§ **Work order**
Please copy out each line of the listing that contains the word "codes".

§ **Task inputs**
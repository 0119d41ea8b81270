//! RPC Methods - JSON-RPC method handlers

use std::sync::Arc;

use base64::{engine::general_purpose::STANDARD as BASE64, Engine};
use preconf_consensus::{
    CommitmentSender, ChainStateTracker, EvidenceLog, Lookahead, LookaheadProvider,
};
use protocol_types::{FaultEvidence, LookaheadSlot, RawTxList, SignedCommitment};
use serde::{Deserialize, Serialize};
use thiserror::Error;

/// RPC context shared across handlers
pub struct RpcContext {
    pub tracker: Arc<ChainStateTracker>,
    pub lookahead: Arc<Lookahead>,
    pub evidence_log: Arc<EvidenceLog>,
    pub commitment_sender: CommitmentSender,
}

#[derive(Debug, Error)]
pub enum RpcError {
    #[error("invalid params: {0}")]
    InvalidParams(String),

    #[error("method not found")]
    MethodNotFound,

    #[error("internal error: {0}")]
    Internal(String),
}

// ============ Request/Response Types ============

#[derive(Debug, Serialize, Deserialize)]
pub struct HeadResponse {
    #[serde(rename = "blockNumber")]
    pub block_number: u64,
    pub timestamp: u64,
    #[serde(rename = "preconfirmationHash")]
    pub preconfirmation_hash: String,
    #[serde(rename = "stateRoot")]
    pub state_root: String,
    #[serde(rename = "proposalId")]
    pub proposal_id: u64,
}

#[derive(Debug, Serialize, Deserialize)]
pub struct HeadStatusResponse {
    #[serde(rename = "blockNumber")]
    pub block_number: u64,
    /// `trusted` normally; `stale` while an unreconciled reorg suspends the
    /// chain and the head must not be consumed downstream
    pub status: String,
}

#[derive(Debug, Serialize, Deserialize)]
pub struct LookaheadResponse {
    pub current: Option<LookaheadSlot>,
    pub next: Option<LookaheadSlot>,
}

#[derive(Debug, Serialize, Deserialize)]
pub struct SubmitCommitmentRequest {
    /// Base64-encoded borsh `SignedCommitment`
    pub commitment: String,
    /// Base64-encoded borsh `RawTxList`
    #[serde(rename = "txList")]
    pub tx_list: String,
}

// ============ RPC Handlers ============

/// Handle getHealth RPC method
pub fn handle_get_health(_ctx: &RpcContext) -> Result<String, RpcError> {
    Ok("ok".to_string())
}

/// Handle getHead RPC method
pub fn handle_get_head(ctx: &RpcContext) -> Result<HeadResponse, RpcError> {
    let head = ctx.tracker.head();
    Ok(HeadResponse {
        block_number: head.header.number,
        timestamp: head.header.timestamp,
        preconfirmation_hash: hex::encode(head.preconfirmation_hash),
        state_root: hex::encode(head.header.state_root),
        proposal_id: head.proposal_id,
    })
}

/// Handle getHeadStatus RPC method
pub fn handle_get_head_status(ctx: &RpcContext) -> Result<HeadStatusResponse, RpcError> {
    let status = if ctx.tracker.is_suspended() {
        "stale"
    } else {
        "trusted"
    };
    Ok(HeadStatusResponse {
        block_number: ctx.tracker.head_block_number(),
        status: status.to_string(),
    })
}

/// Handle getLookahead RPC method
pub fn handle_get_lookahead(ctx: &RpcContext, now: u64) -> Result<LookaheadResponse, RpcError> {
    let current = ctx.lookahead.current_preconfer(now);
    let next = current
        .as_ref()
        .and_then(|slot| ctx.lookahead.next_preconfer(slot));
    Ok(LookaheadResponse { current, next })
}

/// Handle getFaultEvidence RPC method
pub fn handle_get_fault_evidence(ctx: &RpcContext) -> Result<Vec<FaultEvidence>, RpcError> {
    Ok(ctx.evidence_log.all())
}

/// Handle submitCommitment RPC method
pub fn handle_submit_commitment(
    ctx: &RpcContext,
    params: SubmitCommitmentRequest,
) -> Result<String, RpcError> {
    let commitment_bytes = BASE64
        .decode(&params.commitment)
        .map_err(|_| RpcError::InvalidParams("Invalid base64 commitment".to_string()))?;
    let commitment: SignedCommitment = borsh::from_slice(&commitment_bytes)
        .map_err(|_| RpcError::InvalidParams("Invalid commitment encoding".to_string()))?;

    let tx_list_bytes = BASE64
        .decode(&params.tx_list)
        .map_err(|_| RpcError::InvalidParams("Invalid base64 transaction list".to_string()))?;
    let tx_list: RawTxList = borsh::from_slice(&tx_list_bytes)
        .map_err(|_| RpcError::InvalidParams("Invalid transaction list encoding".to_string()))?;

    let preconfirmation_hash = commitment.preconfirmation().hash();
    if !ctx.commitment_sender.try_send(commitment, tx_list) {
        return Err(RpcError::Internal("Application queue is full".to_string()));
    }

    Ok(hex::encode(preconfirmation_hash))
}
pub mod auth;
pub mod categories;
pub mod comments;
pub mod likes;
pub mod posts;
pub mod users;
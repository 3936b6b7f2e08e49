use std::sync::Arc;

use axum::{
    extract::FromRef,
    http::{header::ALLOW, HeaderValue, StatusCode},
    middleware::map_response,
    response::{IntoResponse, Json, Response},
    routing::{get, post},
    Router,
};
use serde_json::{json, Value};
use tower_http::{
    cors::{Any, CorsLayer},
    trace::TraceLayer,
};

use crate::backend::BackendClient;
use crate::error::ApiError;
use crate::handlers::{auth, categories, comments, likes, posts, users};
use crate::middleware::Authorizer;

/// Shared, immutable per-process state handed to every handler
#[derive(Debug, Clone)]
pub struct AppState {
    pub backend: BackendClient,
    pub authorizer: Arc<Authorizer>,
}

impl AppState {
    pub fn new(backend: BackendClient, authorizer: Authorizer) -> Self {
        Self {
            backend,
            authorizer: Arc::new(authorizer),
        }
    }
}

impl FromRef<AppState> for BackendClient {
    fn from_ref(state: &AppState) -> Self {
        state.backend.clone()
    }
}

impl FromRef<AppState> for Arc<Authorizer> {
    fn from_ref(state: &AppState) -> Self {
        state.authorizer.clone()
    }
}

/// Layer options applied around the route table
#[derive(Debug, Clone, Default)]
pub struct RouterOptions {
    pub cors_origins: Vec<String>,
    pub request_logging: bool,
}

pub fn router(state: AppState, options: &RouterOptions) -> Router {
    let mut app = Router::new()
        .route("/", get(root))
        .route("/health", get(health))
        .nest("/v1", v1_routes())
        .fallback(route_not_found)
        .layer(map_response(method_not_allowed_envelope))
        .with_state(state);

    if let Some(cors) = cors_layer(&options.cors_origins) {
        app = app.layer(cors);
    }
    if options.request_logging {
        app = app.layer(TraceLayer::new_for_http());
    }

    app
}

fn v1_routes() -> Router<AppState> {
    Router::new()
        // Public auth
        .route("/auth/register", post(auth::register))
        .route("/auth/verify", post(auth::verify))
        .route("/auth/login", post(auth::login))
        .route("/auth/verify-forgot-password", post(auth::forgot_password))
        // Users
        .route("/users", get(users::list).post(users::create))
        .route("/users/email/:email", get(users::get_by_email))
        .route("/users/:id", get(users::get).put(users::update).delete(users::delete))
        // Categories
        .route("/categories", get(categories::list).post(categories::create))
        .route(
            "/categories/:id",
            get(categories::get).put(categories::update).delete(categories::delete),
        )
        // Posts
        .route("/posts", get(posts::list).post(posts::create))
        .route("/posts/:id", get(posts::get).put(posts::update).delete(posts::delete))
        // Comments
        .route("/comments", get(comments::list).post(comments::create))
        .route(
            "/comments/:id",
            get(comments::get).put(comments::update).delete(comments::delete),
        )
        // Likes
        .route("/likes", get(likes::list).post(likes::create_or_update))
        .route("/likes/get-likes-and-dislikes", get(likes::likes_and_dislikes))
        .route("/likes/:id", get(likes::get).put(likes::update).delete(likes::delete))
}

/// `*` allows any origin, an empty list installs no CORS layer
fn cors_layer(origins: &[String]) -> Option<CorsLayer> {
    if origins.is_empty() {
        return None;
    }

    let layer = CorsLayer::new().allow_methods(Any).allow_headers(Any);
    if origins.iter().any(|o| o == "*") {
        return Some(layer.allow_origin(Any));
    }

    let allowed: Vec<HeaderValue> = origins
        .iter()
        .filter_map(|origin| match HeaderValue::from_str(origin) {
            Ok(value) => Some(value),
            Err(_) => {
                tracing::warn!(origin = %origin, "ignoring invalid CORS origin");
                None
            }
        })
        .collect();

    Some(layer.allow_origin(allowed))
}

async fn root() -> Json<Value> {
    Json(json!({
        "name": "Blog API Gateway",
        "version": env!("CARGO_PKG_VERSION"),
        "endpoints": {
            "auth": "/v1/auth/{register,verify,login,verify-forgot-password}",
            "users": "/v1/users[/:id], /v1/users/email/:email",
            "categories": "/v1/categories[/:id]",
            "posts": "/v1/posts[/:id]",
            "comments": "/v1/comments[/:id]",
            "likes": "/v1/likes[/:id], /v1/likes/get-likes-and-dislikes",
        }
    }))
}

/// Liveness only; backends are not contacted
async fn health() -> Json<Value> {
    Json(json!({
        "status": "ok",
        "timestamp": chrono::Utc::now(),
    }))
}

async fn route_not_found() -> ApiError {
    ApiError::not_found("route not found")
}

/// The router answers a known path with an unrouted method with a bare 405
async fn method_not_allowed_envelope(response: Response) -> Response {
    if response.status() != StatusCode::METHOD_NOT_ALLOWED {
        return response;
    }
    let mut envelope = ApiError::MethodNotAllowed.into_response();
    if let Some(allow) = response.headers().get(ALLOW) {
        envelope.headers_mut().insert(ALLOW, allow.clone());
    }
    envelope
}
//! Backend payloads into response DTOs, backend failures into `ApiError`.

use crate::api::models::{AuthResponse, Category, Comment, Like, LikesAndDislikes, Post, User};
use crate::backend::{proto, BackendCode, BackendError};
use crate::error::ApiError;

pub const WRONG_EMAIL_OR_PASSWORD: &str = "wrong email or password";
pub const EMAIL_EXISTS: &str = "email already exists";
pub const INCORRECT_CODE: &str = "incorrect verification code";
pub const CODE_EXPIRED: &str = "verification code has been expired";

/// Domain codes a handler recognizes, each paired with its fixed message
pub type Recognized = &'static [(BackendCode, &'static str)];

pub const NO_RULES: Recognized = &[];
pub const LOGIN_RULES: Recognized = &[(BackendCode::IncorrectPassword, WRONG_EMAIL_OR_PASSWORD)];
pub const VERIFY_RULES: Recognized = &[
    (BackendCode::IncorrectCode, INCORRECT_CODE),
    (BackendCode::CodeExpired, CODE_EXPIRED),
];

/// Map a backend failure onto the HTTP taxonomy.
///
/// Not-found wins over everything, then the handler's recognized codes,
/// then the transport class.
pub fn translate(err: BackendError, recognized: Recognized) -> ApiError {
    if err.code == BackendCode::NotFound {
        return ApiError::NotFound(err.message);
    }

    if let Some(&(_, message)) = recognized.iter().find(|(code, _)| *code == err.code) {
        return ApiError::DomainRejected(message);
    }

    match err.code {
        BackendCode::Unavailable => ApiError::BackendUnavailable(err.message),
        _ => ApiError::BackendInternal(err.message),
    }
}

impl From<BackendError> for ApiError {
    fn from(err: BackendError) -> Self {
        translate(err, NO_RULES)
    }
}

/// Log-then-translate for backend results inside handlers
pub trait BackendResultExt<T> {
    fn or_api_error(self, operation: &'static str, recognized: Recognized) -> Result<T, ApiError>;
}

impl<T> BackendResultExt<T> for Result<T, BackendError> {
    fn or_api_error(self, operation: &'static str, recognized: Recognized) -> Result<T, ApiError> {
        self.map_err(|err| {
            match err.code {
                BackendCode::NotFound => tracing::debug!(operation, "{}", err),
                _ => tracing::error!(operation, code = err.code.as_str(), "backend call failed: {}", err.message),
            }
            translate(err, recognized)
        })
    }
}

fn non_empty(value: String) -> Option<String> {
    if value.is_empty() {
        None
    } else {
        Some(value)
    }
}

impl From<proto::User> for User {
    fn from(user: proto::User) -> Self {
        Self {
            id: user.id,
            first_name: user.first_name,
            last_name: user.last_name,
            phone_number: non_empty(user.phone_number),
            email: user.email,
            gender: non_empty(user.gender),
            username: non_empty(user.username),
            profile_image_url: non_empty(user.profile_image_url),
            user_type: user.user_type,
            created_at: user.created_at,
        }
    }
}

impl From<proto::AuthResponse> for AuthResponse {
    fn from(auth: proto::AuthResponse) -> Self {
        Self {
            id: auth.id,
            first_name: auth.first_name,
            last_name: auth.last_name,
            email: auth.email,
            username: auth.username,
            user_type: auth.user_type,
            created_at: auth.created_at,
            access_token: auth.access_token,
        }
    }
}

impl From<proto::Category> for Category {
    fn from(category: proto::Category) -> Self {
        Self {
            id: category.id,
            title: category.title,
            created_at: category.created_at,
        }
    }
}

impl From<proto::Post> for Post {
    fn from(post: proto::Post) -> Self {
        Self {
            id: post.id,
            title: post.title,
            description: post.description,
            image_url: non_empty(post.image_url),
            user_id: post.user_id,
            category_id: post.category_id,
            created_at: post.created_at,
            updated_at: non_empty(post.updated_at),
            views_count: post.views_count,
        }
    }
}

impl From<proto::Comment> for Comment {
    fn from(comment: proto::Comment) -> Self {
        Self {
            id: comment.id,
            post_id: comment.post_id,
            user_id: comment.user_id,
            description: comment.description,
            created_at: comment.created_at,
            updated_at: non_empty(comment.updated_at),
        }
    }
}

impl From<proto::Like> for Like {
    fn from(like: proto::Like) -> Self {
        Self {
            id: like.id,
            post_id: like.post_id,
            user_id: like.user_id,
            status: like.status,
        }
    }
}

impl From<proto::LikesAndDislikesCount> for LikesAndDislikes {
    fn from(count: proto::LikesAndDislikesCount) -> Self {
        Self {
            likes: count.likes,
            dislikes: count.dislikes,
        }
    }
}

§ **Task result**
/// Domain codes a handler recognizes, each paired with its fixed message
/// Not-found wins over everything, then the handler's recognized codes,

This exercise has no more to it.